■ Problem statement
Exact duplicates of all the records are needed.

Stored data
────────────────────

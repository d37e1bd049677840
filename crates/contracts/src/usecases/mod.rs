pub mod common;
pub mod u001_save_task;
pub mod u002_save_inline_template;
pub mod u003_delete_task_category;
pub mod u004_upload_document;

pub use common::{UseCaseError, UseCaseMetadata, UseCaseResult};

────────────────────

■ Answer for this exercise
repository d37e1bd049677840
filename crates/contracts/src/usecases/mod.rs
pub mod common;
pub mod u001_save_task;
pub mod u002_save_inline_template;
pub mod u003_delete_task_category;
pub mod u004_upload_document;

pub use common::{UseCaseError, UseCaseMetadata, UseCaseResult};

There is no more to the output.